Synthetic data take this one step further: they do capture some of the statistical properties of the underlying data and are generated from the underlying data. Again, they can be useful for trying out data before using the real thing—especially if the real data are highly confidential. A useful package for comparing real and synthetic data is SynthGuage.
Data Orchestration#
Data orchestration is the automation of data-driven processes from end-to-end, including preparing data, making decisions based on that data, and taking actions based on those decisions. Think of a data pipeline in which you extract data (perhaps from files), transform it somehow, and load it into where you want to put it (downstream in your research process, or perhaps into an app). Sometimes these processes are called ETL, for extract, transform, and load. Some of their benefits include reproducibility, and being able to run tasks on a schedule—whether you are at your computer or not, and (if you’re using them in the cloud), whether your computer is even on or not! They are dreamboats for automation.

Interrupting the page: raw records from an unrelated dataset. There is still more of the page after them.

//! Loading spinner component

use leptos::*;

#[component]
pub fn Loading(#[prop(into)] message: String) -> impl IntoView {
    view! {
        <div class="loading-container">
            <div class="spinner"></div>
            <p>{message}</p>
        </div>
    }
}
//! Word cloud sizing and coloring

use serde::{Deserialize, Serialize};

#[derive(Debug, Clone, PartialEq, Serialize, Deserialize)]
pub struct WordWeight {
    pub text: String,
    #[serde(default)]
    pub value: f64,
}

/// Which cloud a word belongs to; each has its own hue band
#[derive(Clone, Copy, Debug, PartialEq, Eq)]
pub enum CloudKind {
    Masalah,
    Pelatihan,
}

impl CloudKind {
    pub fn hue(&self, index: usize) -> usize {
        match self {
            CloudKind::Masalah => 30 + (index * 15) % 60,
            CloudKind::Pelatihan => 90 + (index * 20) % 80,
        }
    }
}

/// Pixel size, 16..=52
pub fn font_size(value: f64) -> f64 {
    (16.0 + value * 1.3).clamp(16.0, 52.0)
}

pub fn font_weight(value: f64) -> u16 {
    if value > 15.0 {
        700
    } else if value > 8.0 {
        600
    } else {
        500
    }
}

/// Inline CSS for the `index`-th word of a cloud
pub fn word_style(kind: CloudKind, index: usize, value: f64) -> String {
    format!(
        "font-size: {:.1}px; color: hsl({}, 65%, 45%); font-weight: {};",
        font_size(value),
        kind.hue(index),
        font_weight(value)
    )
}

#[cfg(test)]
mod tests {
    use super::*;

    #[test]
    fn test_font_size_is_clamped() {
        assert_eq!(font_size(0.0), 16.0);
        assert!((font_size(10.0) - 29.0).abs() < 1e-9);
        assert_eq!(font_size(100.0), 52.0);
        assert_eq!(font_size(-5.0), 16.0);
    }

    #[test]
    fn test_font_weight_steps() {
        assert_eq!(font_weight(16.0), 700);
        assert_eq!(font_weight(15.0), 600);
        assert_eq!(font_weight(8.0), 500);
    }

    #[test]
    fn test_hue_bands() {
        assert_eq!(CloudKind::Masalah.hue(0), 30);
        assert_eq!(CloudKind::Masalah.hue(4), 30);
        assert_eq!(CloudKind::Pelatihan.hue(3), 150);
        assert_eq!(CloudKind::Pelatihan.hue(4), 90);
    }

    #[test]
    fn test_word_style() {
        assert_eq!(
            word_style(CloudKind::Masalah, 1, 10.0),
            "font-size: 29.0px; color: hsl(45, 65%, 45%); font-weight: 600;"
        );
    }
}
//! Browser file download via Blob + object URL

use js_sys::{Array, Uint8Array};
use wasm_bindgen::{JsCast, JsValue};
use web_sys::{Blob, BlobPropertyBag, HtmlAnchorElement, Url};

fn js_error(e: JsValue) -> String {
    e.as_string().unwrap_or_else(|| format!("{:?}", e))
}

/// Offer `bytes` to the user as `file_name`
pub fn save_file(bytes: &[u8], file_name: &str, mime_type: &str) -> Result<(), String> {
    let parts = Array::new();
    parts.push(&Uint8Array::from(bytes));

    let options = BlobPropertyBag::new();
    options.set_type(mime_type);
    let blob = Blob::new_with_u8_array_sequence_and_options(&parts, &options).map_err(js_error)?;
    let url = Url::create_object_url_with_blob(&blob).map_err(js_error)?;

    let document = web_sys::window()
        .and_then(|w| w.document())
        .ok_or_else(|| "no document".to_string())?;
    let anchor: HtmlAnchorElement = document
        .create_element("a")
        .map_err(js_error)?
        .dyn_into()
        .map_err(|_| "anchor cast failed".to_string())?;
    anchor.set_href(&url);
    anchor.set_download(file_name);
    anchor.click();

    Url::revoke_object_url(&url).map_err(js_error)
}
use kopintar_common::{ApiError, PetaniRecord};
use serde_json::{Map, Value};

use super::ApiClient;

impl ApiClient {
    /// Raw records; normalization happens on the list page
    pub async fn list_petani(&self) -> Result<Vec<Value>, ApiError> {
        self.get("/petani/").await
    }

    pub async fn get_petani(&self, id: &str) -> Result<PetaniRecord, ApiError> {
        let value: Value = self.get(&petani_path(id)).await?;
        Ok(PetaniRecord::from_value(value))
    }

    pub async fn create_petani(&self, record: &PetaniRecord) -> Result<Value, ApiError> {
        self.post("/petani/", record.as_map()).await
    }

    pub async fn update_petani(
        &self,
        id: &str,
        payload: &Map<String, Value>,
    ) -> Result<Value, ApiError> {
        self.put(&petani_path(id), payload).await
    }

    pub async fn delete_petani(&self, id: &str) -> Result<(), ApiError> {
        self.delete(&petani_path(id)).await
    }
}

fn petani_path(id: &str) -> String {
    format!("/petani/{}", urlencoding::encode(id))
}

#[cfg(test)]
mod tests {
    use super::*;

    #[test]
    fn test_petani_path() {
        assert_eq!(petani_path("17"), "/petani/17");
        assert_eq!(petani_path("a b"), "/petani/a%20b");
    }
}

A lot of them visualise the tasks they have to carry out as a DAG, or Directed Acyclic Graph. This defines how different tasks depend on each other in order, with one task following from the previous one (or perhaps following from multiple previous tasks). When they carry out a DAG of tasks on an event or at a scheduled time, they create a log of the execution of the steps too—so if something goes wrong, you can always look back at it. However, they are a layer of abstraction between you and the data, and this does make them a more advanced tool.

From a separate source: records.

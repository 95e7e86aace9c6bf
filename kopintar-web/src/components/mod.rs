//! Reusable UI components

pub mod alert;
pub mod charts;
pub mod header;
pub mod loading;
pub mod login_dialog;
pub mod modal;
pub mod sidebar;

pub use alert::{notify, EmptyState, ErrorAlert, LoadingError};
pub use charts::{BarChart, PieChart};
pub use header::Header;
pub use loading::Loading;
pub use login_dialog::LoginDialog;
pub use modal::Modal;
pub use sidebar::Sidebar;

Going into further details of data orchestration is outside of the scope of this book, so we won’t be seeing a practical example, but we think it’s important enough to mention it and to point you to more resources.

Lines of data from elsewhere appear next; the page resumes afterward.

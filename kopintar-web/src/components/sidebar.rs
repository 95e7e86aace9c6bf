use leptos::*;
use leptos_router::*;

const MENU: [(&str, &str, &str); 5] = [
    ("/dashboard", "🏠", "Dashboard"),
    ("/clustering", "🕸️", "Clustering"),
    ("/data-petani", "👥", "Data Petani"),
    ("/rekomendasi", "💡", "Rekomendasi"),
    ("/contact", "✉️", "Contact"),
];

#[component]
pub fn Sidebar(#[prop(into)] open: Signal<bool>, on_toggle: Callback<()>) -> impl IntoView {
    view! {
        <Show when=move || open.get()>
            <div class="sidebar-overlay" on:click=move |_| on_toggle.call(())></div>
        </Show>
        <aside class="sidebar" class:sidebar-open=move || open.get()>
            <div class="sidebar-brand">
                <div class="brand-logo">"☕"</div>
                <h3>"Kopintar"</h3>
                <button class="sidebar-close" on:click=move |_| on_toggle.call(())>"✕"</button>
            </div>
            <nav class="sidebar-nav">
                <ul>
                    {MENU
                        .iter()
                        .map(|(href, icon, label)| view! {
                            <li>
                                <A href=*href class="sidebar-item" active_class="active">
                                    <span class="icon">{*icon}</span>
                                    <span class="label">{*label}</span>
                                </A>
                            </li>
                        })
                        .collect_view()}
                </ul>
            </nav>
        </aside>
    }
}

There are some truly amazing tools out there to help you do this on a production scale. Broadly, there is a 1st generation of tools that are excellent but might have more trouble with tasks such as:
local development, testing, and storage abstractions
one-off and irregularly scheduled tasks
the movement of data between tasks
dynamic and parameterised workflows
And there is a 2nd generation of tools that tries to solve some of these issues.
Of the 1st generation, by far the best known and most suited for production is Apache’s (original AirBnB’s) Airflow. There’s a less mature 1st generation tool from Spotify called Luigi too, but Airflow is widely used in the tech industry, and doesn’t just schedule data processes in Python: it can run processes in pretty much whatever you like. Both of these tools try to solve the ‘plumbing’ associated with long-running batch processes on data: chaining tasks, automating them, dealing with failures, and scheduling. Both Luigi and Airflow have fancy interfaces to show you what’s going on with your tasks.
Tools in the 2nd generation include the easy-to-use Prefect, “modern workflow orchestration for data and ML engineers”, and dagster, which bills itself as “a data orchestrator for machine learning, analytics, and ETL [extract, transform, and load]”. These have visualisation interfaces too, can run locally or on the cloud, and are more flexible about triggers for events.
For a research project where you only need to execute your DAG once, and you’re probably much more concerned about the costliness of each step than anything else, these tools are likely to be overkill or not quite what you need. But if you’re automating an ETL process, they’re perfect (prefect). The best place to get started is by looking at their webpages and googling around for tutorials.